Retype each line of the listing below, word for word.

GIVEN ENTRIES:
┌──
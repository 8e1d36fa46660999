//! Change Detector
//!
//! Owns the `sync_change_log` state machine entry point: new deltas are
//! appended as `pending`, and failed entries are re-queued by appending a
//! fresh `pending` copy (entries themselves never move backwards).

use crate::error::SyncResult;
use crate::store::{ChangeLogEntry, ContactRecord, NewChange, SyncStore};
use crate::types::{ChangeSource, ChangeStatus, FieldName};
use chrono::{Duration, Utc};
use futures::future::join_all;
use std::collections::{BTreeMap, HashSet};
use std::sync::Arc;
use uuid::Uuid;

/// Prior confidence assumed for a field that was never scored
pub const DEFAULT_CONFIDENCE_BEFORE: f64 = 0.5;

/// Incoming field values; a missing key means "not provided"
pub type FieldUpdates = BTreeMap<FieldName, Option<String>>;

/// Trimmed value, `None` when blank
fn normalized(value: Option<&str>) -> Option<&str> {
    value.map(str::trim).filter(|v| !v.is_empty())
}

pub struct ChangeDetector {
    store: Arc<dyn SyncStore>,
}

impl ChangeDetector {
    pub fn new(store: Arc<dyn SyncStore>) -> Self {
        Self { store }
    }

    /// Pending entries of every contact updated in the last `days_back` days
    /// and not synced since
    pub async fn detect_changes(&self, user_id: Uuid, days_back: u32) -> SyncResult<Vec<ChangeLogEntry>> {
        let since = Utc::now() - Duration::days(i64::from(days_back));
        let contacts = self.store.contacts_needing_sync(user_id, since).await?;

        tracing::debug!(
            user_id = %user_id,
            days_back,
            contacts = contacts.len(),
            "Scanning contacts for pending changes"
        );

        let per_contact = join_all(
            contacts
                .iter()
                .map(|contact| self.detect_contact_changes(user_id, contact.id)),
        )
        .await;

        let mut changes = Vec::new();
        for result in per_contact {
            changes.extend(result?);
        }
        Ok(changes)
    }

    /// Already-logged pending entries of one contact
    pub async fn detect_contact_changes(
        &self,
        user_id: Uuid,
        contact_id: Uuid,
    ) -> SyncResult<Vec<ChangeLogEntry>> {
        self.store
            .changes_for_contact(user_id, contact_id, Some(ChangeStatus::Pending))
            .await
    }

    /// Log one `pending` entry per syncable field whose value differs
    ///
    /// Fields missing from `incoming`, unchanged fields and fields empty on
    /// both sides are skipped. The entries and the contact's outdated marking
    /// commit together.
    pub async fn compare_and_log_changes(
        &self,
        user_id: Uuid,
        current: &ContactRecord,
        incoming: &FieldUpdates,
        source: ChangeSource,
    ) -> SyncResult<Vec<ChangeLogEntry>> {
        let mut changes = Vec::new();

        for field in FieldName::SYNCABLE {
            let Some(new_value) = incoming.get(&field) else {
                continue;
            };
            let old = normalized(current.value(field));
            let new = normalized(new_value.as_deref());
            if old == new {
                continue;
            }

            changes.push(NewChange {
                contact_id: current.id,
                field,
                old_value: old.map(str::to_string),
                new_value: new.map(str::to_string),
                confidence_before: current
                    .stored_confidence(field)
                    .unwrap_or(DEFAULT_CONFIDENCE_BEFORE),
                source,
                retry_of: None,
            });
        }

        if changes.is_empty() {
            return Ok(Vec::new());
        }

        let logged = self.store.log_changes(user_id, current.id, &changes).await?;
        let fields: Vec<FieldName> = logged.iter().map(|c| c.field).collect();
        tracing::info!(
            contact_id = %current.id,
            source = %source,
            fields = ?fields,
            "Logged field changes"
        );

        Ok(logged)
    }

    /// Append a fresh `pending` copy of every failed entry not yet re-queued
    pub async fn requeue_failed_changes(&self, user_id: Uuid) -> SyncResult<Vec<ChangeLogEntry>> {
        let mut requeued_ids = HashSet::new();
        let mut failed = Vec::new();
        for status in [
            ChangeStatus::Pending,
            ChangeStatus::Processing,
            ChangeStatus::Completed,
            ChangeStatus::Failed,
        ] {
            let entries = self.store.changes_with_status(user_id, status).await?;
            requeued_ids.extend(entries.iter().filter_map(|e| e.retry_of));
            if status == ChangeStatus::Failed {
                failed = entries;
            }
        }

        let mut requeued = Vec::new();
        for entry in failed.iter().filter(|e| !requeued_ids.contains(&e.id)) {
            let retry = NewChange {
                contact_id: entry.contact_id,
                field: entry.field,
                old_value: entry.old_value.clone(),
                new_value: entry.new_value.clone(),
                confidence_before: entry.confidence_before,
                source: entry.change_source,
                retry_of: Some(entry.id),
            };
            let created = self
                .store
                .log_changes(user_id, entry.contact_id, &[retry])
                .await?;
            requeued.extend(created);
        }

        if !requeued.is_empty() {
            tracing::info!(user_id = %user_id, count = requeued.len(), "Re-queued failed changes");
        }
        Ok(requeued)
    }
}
└──
WORKED SOLUTION:
repository 8e1d36fa46660999
//! Change Detector
//!
//! Owns the `sync_change_log` state machine entry point: new deltas are
//! appended as `pending`, and failed entries are re-queued by appending a
//! fresh `pending` copy (entries themselves never move backwards).

use crate::error::SyncResult;
use crate::store::{ChangeLogEntry, ContactRecord, NewChange, SyncStore};
use crate::types::{ChangeSource, ChangeStatus, FieldName};
use chrono::{Duration, Utc};
use futures::future::join_all;
use std::collections::{BTreeMap, HashSet};
use std::sync::Arc;
use uuid::Uuid;

/// Prior confidence assumed for a field that was never scored
pub const DEFAULT_CONFIDENCE_BEFORE: f64 = 0.5;

/// Incoming field values; a missing key means "not provided"
pub type FieldUpdates = BTreeMap<FieldName, Option<String>>;

/// Trimmed value, `None` when blank
fn normalized(value: Option<&str>) -> Option<&str> {
    value.map(str::trim).filter(|v| !v.is_empty())
}

pub struct ChangeDetector {
    store: Arc<dyn SyncStore>,
}

impl ChangeDetector {
    pub fn new(store: Arc<dyn SyncStore>) -> Self {
        Self { store }
    }

    /// Pending entries of every contact updated in the last `days_back` days
    /// and not synced since
    pub async fn detect_changes(&self, user_id: Uuid, days_back: u32) -> SyncResult<Vec<ChangeLogEntry>> {
        let since = Utc::now() - Duration::days(i64::from(days_back));
        let contacts = self.store.contacts_needing_sync(user_id, since).await?;

        tracing::debug!(
            user_id = %user_id,
            days_back,
            contacts = contacts.len(),
            "Scanning contacts for pending changes"
        );

        let per_contact = join_all(
            contacts
                .iter()
                .map(|contact| self.detect_contact_changes(user_id, contact.id)),
        )
        .await;

        let mut changes = Vec::new();
        for result in per_contact {
            changes.extend(result?);
        }
        Ok(changes)
    }

    /// Already-logged pending entries of one contact
    pub async fn detect_contact_changes(
        &self,
        user_id: Uuid,
        contact_id: Uuid,
    ) -> SyncResult<Vec<ChangeLogEntry>> {
        self.store
            .changes_for_contact(user_id, contact_id, Some(ChangeStatus::Pending))
            .await
    }

    /// Log one `pending` entry per syncable field whose value differs
    ///
    /// Fields missing from `incoming`, unchanged fields and fields empty on
    /// both sides are skipped. The entries and the contact's outdated marking
    /// commit together.
    pub async fn compare_and_log_changes(
        &self,
        user_id: Uuid,
        current: &ContactRecord,
        incoming: &FieldUpdates,
        source: ChangeSource,
    ) -> SyncResult<Vec<ChangeLogEntry>> {
        let mut changes = Vec::new();

        for field in FieldName::SYNCABLE {
            let Some(new_value) = incoming.get(&field) else {
                continue;
            };
            let old = normalized(current.value(field));
            let new = normalized(new_value.as_deref());
            if old == new {
                continue;
            }

            changes.push(NewChange {
                contact_id: current.id,
                field,
                old_value: old.map(str::to_string),
                new_value: new.map(str::to_string),
                confidence_before: current
                    .stored_confidence(field)
                    .unwrap_or(DEFAULT_CONFIDENCE_BEFORE),
                source,
                retry_of: None,
            });
        }

        if changes.is_empty() {
            return Ok(Vec::new());
        }

        let logged = self.store.log_changes(user_id, current.id, &changes).await?;
        let fields: Vec<FieldName> = logged.iter().map(|c| c.field).collect();
        tracing::info!(
            contact_id = %current.id,
            source = %source,
            fields = ?fields,
            "Logged field changes"
        );

        Ok(logged)
    }

    /// Append a fresh `pending` copy of every failed entry not yet re-queued
    pub async fn requeue_failed_changes(&self, user_id: Uuid) -> SyncResult<Vec<ChangeLogEntry>> {
        let mut requeued_ids = HashSet::new();
        let mut failed = Vec::new();
        for status in [
            ChangeStatus::Pending,
            ChangeStatus::Processing,
            ChangeStatus::Completed,
            ChangeStatus::Failed,
        ] {
            let entries = self.store.changes_with_status(user_id, status).await?;
            requeued_ids.extend(entries.iter().filter_map(|e| e.retry_of));
            if status == ChangeStatus::Failed {
                failed = entries;
            }
        }

        let mut requeued = Vec::new();
        for entry in failed.iter().filter(|e| !requeued_ids.contains(&e.id)) {
            let retry = NewChange {
                contact_id: entry.contact_id,
                field: entry.field,
                old_value: entry.old_value.clone(),
                new_value: entry.new_value.clone(),
                confidence_before: entry.confidence_before,
                source: entry.change_source,
                retry_of: Some(entry.id),
            };
            let created = self
                .store
                .log_changes(user_id, entry.contact_id, &[retry])
                .await?;
            requeued.extend(created);
        }

        if !requeued.is_empty() {
            tracing::info!(user_id = %user_id, count = requeued.len(), "Re-queued failed changes");
        }
        Ok(requeued)
    }
}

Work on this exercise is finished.